Often when visiting festivals the layman (like me) will be thoroughly baffled by almost all the activities taking place. The larger festivals have many rituals and ceremonies, different people have different roles to play, sacred objects are paraded, water is strewn, banners are raised, chants are begun and abruptly ended. Seemingly important parades end in what can only be described as the middle of nowhere and out of order chaos suddenly erupts as people are suddenly filled with some urgent purpose to stride somewhere else in shining regalia, only to seemingly change their mind and go for a soba break with the lads from the office. In short, most of everything that takes place at a festival is bewildering confusion. It doesn’t usually help to ask other bystanders. Many times have I had to explain (even with my basic understanding) what is going on to little old Japanese ladies that have lived next to the shrine all their lives. Sometimes I am even correct! I don’t even ask the people involved anymore – most low level participants have a sketchy idea of themselves of what is going on, and the people who do know are far to busy to have time to talk to a mere tourist.
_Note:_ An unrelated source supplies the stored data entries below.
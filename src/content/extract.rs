use async_trait::async_trait;
use std::fmt;
use tracing::{debug, warn};

use super::html::visible_text;

/// Maximum characters kept in a text preview
pub const PREVIEW_CHARS: usize = 1000;

/// Document formats the extractor understands
#[derive(Debug, Clone, Copy, PartialEq, Eq)]
pub enum DocumentFormat {
    Pdf,
    Html,
}

impl fmt::Display for DocumentFormat {
    fn fmt(&self, f: &mut fmt::Formatter<'_>) -> fmt::Result {
        match self {
            Self::Pdf => write!(f, "pdf"),
            Self::Html => write!(f, "html"),
        }
    }
}

/// Turns raw document bytes into plain text
///
/// `None` means no text could be obtained; it is not an error.
#[async_trait]
pub trait TextExtractor: Send + Sync {
    async fn extract_text(&self, format: DocumentFormat, source: &[u8]) -> Option<String>;
}

/// Extracts PDF text with `pdf-extract` and HTML text with `scraper`
#[derive(Debug, Default, Clone, Copy)]
pub struct DefaultTextExtractor;

#[async_trait]
impl TextExtractor for DefaultTextExtractor {
    async fn extract_text(&self, format: DocumentFormat, source: &[u8]) -> Option<String> {
        let text = match format {
            DocumentFormat::Pdf => {
                let bytes = source.to_vec();
                // pdf-extract is CPU bound and may panic on malformed input
                match tokio::task::spawn_blocking(move || pdf_extract::extract_text_from_mem(&bytes))
                    .await
                {
                    Ok(Ok(text)) => text,
                    Ok(Err(e)) => {
                        warn!(format = %format, error = %e, "Text extraction failed");
                        return None;
                    }
                    Err(e) => {
                        warn!(format = %format, error = %e, "Text extraction panicked");
                        return None;
                    }
                }
            }
            DocumentFormat::Html => visible_text(&String::from_utf8_lossy(source)),
        };

        let text = text.trim();
        if text.is_empty() {
            debug!(format = %format, "No text extracted");
            None
        } else {
            Some(text.to_string())
        }
    }
}

/// Cuts `text` to at most `max_chars` characters
pub fn truncate_preview(text: &str, max_chars: usize) -> String {
    match text.char_indices().nth(max_chars) {
        Some((idx, _)) => text[..idx].to_string(),
        None => text.to_string(),
    }
}

#[cfg(test)]
mod tests {
    use super::*;

    #[test]
    fn test_truncate_preview() {
        assert_eq!(truncate_preview("hello", 10), "hello");
        assert_eq!(truncate_preview("hello", 3), "hel");
        assert_eq!(truncate_preview("héllo wörld", 7), "héllo w");
        assert_eq!(truncate_preview(&"x".repeat(1500), PREVIEW_CHARS).len(), 1000);
    }

    #[tokio::test]
    async fn test_html_extraction() {
        let text = DefaultTextExtractor
            .extract_text(
                DocumentFormat::Html,
                b"<html><body><p>Hello</p><script>x()</script></body></html>",
            )
            .await;
        assert_eq!(text.as_deref(), Some("Hello"));
    }

    #[tokio::test]
    async fn test_empty_html_is_none() {
        let text = DefaultTextExtractor
            .extract_text(DocumentFormat::Html, b"<html><body>  </body></html>")
            .await;
        assert!(text.is_none());
    }

    #[tokio::test]
    async fn test_corrupt_pdf_is_none() {
        let text = DefaultTextExtractor
            .extract_text(DocumentFormat::Pdf, b"definitely not a pdf")
            .await;
        assert!(text.is_none());
    }
}
//! Sitewise: an adaptive site crawler
//!
//! This crate crawls a configured set of sites, fetching pages and following links
//! under depth, domain and politeness constraints. Each site is probed once to detect
//! what kind of site it is (Flask, Sphinx, WordPress, PDF, ...) and the crawl adapts
//! its behavior to the detected type.

pub mod config;
pub mod content;
pub mod crawler;
pub mod detect;
pub mod output;
pub mod state;
pub mod storage;
pub mod url;

use thiserror::Error;

/// Main error type for Sitewise operations
#[derive(Debug, Error)]
pub enum SitewiseError {
    #[error("Configuration error: {0}")]
    Config(#[from] ConfigError),

    #[error("Detection error: {0}")]
    Detection(#[from] detect::DetectionError),

    #[error("Content error: {0}")]
    Content(#[from] content::ContentError),

    #[error("Storage error: {0}")]
    StorageError(#[from] storage::StorageError),

    #[error("URL error: {0}")]
    UrlError(#[from] UrlError),

    #[error("Shutdown in progress, not starting {0}")]
    ShuttingDown(String),

    #[error("Crawl task {label} failed: {message}")]
    TaskFailed { label: String, message: String },
}

/// Configuration-specific errors
#[derive(Debug, Error)]
pub enum ConfigError {
    #[error("Failed to read config file: {0}")]
    Io(#[from] std::io::Error),

    #[error("Failed to parse TOML: {0}")]
    Parse(#[from] toml::de::Error),

    #[error("Validation error: {0}")]
    Validation(String),

    #[error("Invalid URL in config: {0}")]
    InvalidUrl(String),

    #[error("Invalid domain pattern: {0}")]
    InvalidPattern(String),
}

/// URL-specific errors
#[derive(Debug, Error)]
pub enum UrlError {
    #[error("Failed to parse URL: {0}")]
    Parse(String),

    #[error("Invalid URL scheme: {0}")]
    InvalidScheme(String),

    #[error("Missing domain in URL")]
    MissingDomain,

    #[error("Malformed URL: {0}")]
    Malformed(String),
}

/// Result type alias for Sitewise operations
pub type Result<T> = std::result::Result<T, SitewiseError>;

/// Result type alias for configuration operations
pub type ConfigResult<T> = std::result::Result<T, ConfigError>;

/// Result type alias for URL operations
pub type UrlResult<T> = std::result::Result<T, UrlError>;

// Re-export commonly used types
pub use config::{Config, CrawlerSettings, SiteSpec};
pub use crawler::{CrawlManager, FetchClient, FetchResult};
pub use state::{SiteType, TaskState};
pub use url::{extract_domain, normalize_url};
But every now and then you just stand in a street corner looking lost and some old man will stumble out with a half empty bottle of sake and explain, in mind numbingly detail just what is going on, and suddenly all the pieces fall together and the missing link between half a dozen ceremonies and costumes and chants are processions appears right in front of you.
Something similar happened to me on the second day of the Kurayami Matsuri in Tokyo’s western Fuchu City, when I watched the Michikiyomegi procession get ready and finally march out of the grand Okunitama Shrine (大國魂神社), chanting while beating the ground rhythmically with large bamboo sticks. But I’ll save that story for another blog post, in the mean time I’ll let you enjoy this bewildering moment in peace. If you do happen to be able to connect all the dots here, don’t write too many spoilers in the comments please!
The semi-annual matsuri, or festival, of the grand Kanda shrine (神田明神) is one of Tokyo’s largest in terms of physical area covered. The whole procession takes over nine hours of walking in from Ochanomizu station in the northwest to far beyond Sutengu in the south east and it goes on for several days. It is similar in style to the Sanno Matsuri but with over 200 omikoshi attracting thousands of participants. I spent my Saturday at the festival, together with the pouring rain from morning all until morning the next day. When I took these photos in front of the Suitengu shrine the procession had already been walking for seven hours and must have thoroughly soaked. Luckily the peak of the festival which took place they day after saw fantastic weather, hot and sunny. I was out of town though so I missed it! Let’s hope that the weather is better next time around, in May 2015.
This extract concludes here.